• **AVAILABLE RECORDS**
****************

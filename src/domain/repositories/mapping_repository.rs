//! Repository trait for short key mappings.

use crate::domain::entities::{Mapping, NewMapping};
use crate::error::RegistryError;
use async_trait::async_trait;

/// Result of an atomic insert-if-absent.
#[derive(Debug, Clone, PartialEq, Eq)]
pub enum InsertOutcome {
    /// The mapping was stored with a zero click count.
    Inserted(Mapping),
    /// The key already belongs to another mapping; nothing was written.
    KeyTaken,
    /// The long URL is already mapped; carries the existing mapping.
    LongUrlExists(Mapping),
}

/// Result of an atomic key rename.
#[derive(Debug, Clone, PartialEq, Eq)]
pub enum RenameOutcome {
    /// The mapping now lives under the new key.
    Renamed(Mapping),
    /// The source key has no mapping; nothing was written.
    SourceMissing,
    /// The target key belongs to another mapping; nothing was written.
    AliasTaken,
}

/// Storage contract backing the link registry.
///
/// Every method is atomic with respect to every other method on the same
/// repository: readers observe either the state before a mutation or the
/// state after it, never a mix of the two.
///
/// # Implementations
///
/// - [`crate::infrastructure::persistence::MemoryMappingRepository`] - In-process maps
/// - [`crate::infrastructure::persistence::PgMappingRepository`] - PostgreSQL
/// - Test mocks available with `cfg(test)`
#[cfg_attr(test, mockall::automock)]
#[async_trait]
pub trait MappingRepository: Send + Sync {
    /// Finds a mapping by its short key.
    ///
    /// # Errors
    ///
    /// Returns [`RegistryError::Internal`] on storage errors.
    async fn find_by_key(&self, key: &str) -> Result<Option<Mapping>, RegistryError>;

    /// Finds the mapping that currently owns `long_url` (reverse relation).
    ///
    /// # Errors
    ///
    /// Returns [`RegistryError::Internal`] on storage errors.
    async fn find_by_long_url(&self, long_url: &str) -> Result<Option<Mapping>, RegistryError>;

    /// Inserts a mapping unless its key or long URL is already present.
    ///
    /// Checking both relations and writing happen as one step, so two
    /// concurrent inserts of the same long URL cannot both succeed.
    ///
    /// # Errors
    ///
    /// Returns [`RegistryError::Internal`] on storage errors.
    async fn insert(&self, new_mapping: NewMapping) -> Result<InsertOutcome, RegistryError>;

    /// Increments the click count of `key` by one.
    ///
    /// # Returns
    ///
    /// - `Ok(Some(Mapping))` with the updated count if the key exists
    /// - `Ok(None)` if the key is unknown
    ///
    /// # Errors
    ///
    /// Returns [`RegistryError::Internal`] on storage errors.
    async fn record_click(&self, key: &str) -> Result<Option<Mapping>, RegistryError>;

    /// Moves the mapping stored under `from` to `to`, preserving its long URL
    /// and click count.
    ///
    /// Either all three relations reflect the new key afterwards or none of
    /// them changed.
    ///
    /// # Errors
    ///
    /// Returns [`RegistryError::Internal`] on storage errors; the rename is
    /// rolled back in that case.
    async fn rename(&self, from: &str, to: &str) -> Result<RenameOutcome, RegistryError>;

    /// Counts stored mappings.
    ///
    /// # Errors
    ///
    /// Returns [`RegistryError::Internal`] on storage errors.
    async fn count(&self) -> Result<i64, RegistryError>;
}
//! Handler for the encode endpoint.

use axum::{
    Json,
    extract::{State, rejection::JsonRejection},
};
use validator::Validate;

use crate::api::dto::encode::{EncodeRequest, EncodeResponse};
use crate::error::RegistryError;
use crate::state::AppState;

/// Shortens a long URL, reusing the existing short URL if it was seen before.
///
/// # Endpoint
///
/// `POST /api/encode`
///
/// # Request Body
///
/// ```json
/// { "long_url": "https://example.com" }
/// ```
///
/// # Response
///
/// ```json
/// {
///   "short_url": "http://sho.rt/k3x9za",
///   "key": "k3x9za",
///   "long_url": "https://example.com"
/// }
/// ```
///
/// # Errors
///
/// Returns 400 Bad Request if the body is not valid JSON or `long_url` is
/// missing, empty or contains a NUL character.
pub async fn encode_handler(
    State(state): State<AppState>,
    payload: Result<Json<EncodeRequest>, JsonRejection>,
) -> Result<Json<EncodeResponse>, RegistryError> {
    let Json(payload) = payload?;
    payload.validate()?;

    let long_url = payload.long_url.unwrap_or_default();
    let short_url = state.registry.encode(&long_url).await?;
    let key = state.registry.key_of(&short_url)?.to_string();

    Ok(Json(EncodeResponse {
        short_url,
        key,
        long_url,
    }))
}
//! Core domain entities.
//!
//! - [`Mapping`] - A stored short key ↔ long URL association with its click count
//! - [`NewMapping`] - Input for creating a mapping

pub mod mapping;

pub use mapping::{Mapping, NewMapping};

****************

Please retype every entry above exactly as it stands.

• **WRITTEN ANSWER**
filename src/domain/repositories/mapping_repository.rs
//! Repository trait for short key mappings.

use crate::domain::entities::{Mapping, NewMapping};
use crate::error::RegistryError;
use async_trait::async_trait;

/// Result of an atomic insert-if-absent.
#[derive(Debug, Clone, PartialEq, Eq)]
pub enum InsertOutcome {
    /// The mapping was stored with a zero click count.
    Inserted(Mapping),
    /// The key already belongs to another mapping; nothing was written.
    KeyTaken,
    /// The long URL is already mapped; carries the existing mapping.
    LongUrlExists(Mapping),
}

/// Result of an atomic key rename.
#[derive(Debug, Clone, PartialEq, Eq)]
pub enum RenameOutcome {
    /// The mapping now lives under the new key.
    Renamed(Mapping),
    /// The source key has no mapping; nothing was written.
    SourceMissing,
    /// The target key belongs to another mapping; nothing was written.
    AliasTaken,
}

/// Storage contract backing the link registry.
///
/// Every method is atomic with respect to every other method on the same
/// repository: readers observe either the state before a mutation or the
/// state after it, never a mix of the two.
///
/// # Implementations
///
/// - [`crate::infrastructure::persistence::MemoryMappingRepository`] - In-process maps
/// - [`crate::infrastructure::persistence::PgMappingRepository`] - PostgreSQL
/// - Test mocks available with `cfg(test)`
#[cfg_attr(test, mockall::automock)]
#[async_trait]
pub trait MappingRepository: Send + Sync {
    /// Finds a mapping by its short key.
    ///
    /// # Errors
    ///
    /// Returns [`RegistryError::Internal`] on storage errors.
    async fn find_by_key(&self, key: &str) -> Result<Option<Mapping>, RegistryError>;

    /// Finds the mapping that currently owns `long_url` (reverse relation).
    ///
    /// # Errors
    ///
    /// Returns [`RegistryError::Internal`] on storage errors.
    async fn find_by_long_url(&self, long_url: &str) -> Result<Option<Mapping>, RegistryError>;

    /// Inserts a mapping unless its key or long URL is already present.
    ///
    /// Checking both relations and writing happen as one step, so two
    /// concurrent inserts of the same long URL cannot both succeed.
    ///
    /// # Errors
    ///
    /// Returns [`RegistryError::Internal`] on storage errors.
    async fn insert(&self, new_mapping: NewMapping) -> Result<InsertOutcome, RegistryError>;

    /// Increments the click count of `key` by one.
    ///
    /// # Returns
    ///
    /// - `Ok(Some(Mapping))` with the updated count if the key exists
    /// - `Ok(None)` if the key is unknown
    ///
    /// # Errors
    ///
    /// Returns [`RegistryError::Internal`] on storage errors.
    async fn record_click(&self, key: &str) -> Result<Option<Mapping>, RegistryError>;

    /// Moves the mapping stored under `from` to `to`, preserving its long URL
    /// and click count.
    ///
    /// Either all three relations reflect the new key afterwards or none of
    /// them changed.
    ///
    /// # Errors
    ///
    /// Returns [`RegistryError::Internal`] on storage errors; the rename is
    /// rolled back in that case.
    async fn rename(&self, from: &str, to: &str) -> Result<RenameOutcome, RegistryError>;

    /// Counts stored mappings.
    ///
    /// # Errors
    ///
    /// Returns [`RegistryError::Internal`] on storage errors.
    async fn count(&self) -> Result<i64, RegistryError>;
}
//! Handler for the encode endpoint.

use axum::{
    Json,
    extract::{State, rejection::JsonRejection},
};
use validator::Validate;

use crate::api::dto::encode::{EncodeRequest, EncodeResponse};
use crate::error::RegistryError;
use crate::state::AppState;

/// Shortens a long URL, reusing the existing short URL if it was seen before.
///
/// # Endpoint
///
/// `POST /api/encode`
///
/// # Request Body
///
/// ```json
/// { "long_url": "https://example.com" }
/// ```
///
/// # Response
///
/// ```json
/// {
///   "short_url": "http://sho.rt/k3x9za",
///   "key": "k3x9za",
///   "long_url": "https://example.com"
/// }
/// ```
///
/// # Errors
///
/// Returns 400 Bad Request if the body is not valid JSON or `long_url` is
/// missing, empty or contains a NUL character.
pub async fn encode_handler(
    State(state): State<AppState>,
    payload: Result<Json<EncodeRequest>, JsonRejection>,
) -> Result<Json<EncodeResponse>, RegistryError> {
    let Json(payload) = payload?;
    payload.validate()?;

    let long_url = payload.long_url.unwrap_or_default();
    let short_url = state.registry.encode(&long_url).await?;
    let key = state.registry.key_of(&short_url)?.to_string();

    Ok(Json(EncodeResponse {
        short_url,
        key,
        long_url,
    }))
}
//! Core domain entities.
//!
//! - [`Mapping`] - A stored short key ↔ long URL association with its click count
//! - [`NewMapping`] - Input for creating a mapping

pub mod mapping;

pub use mapping::{Mapping, NewMapping};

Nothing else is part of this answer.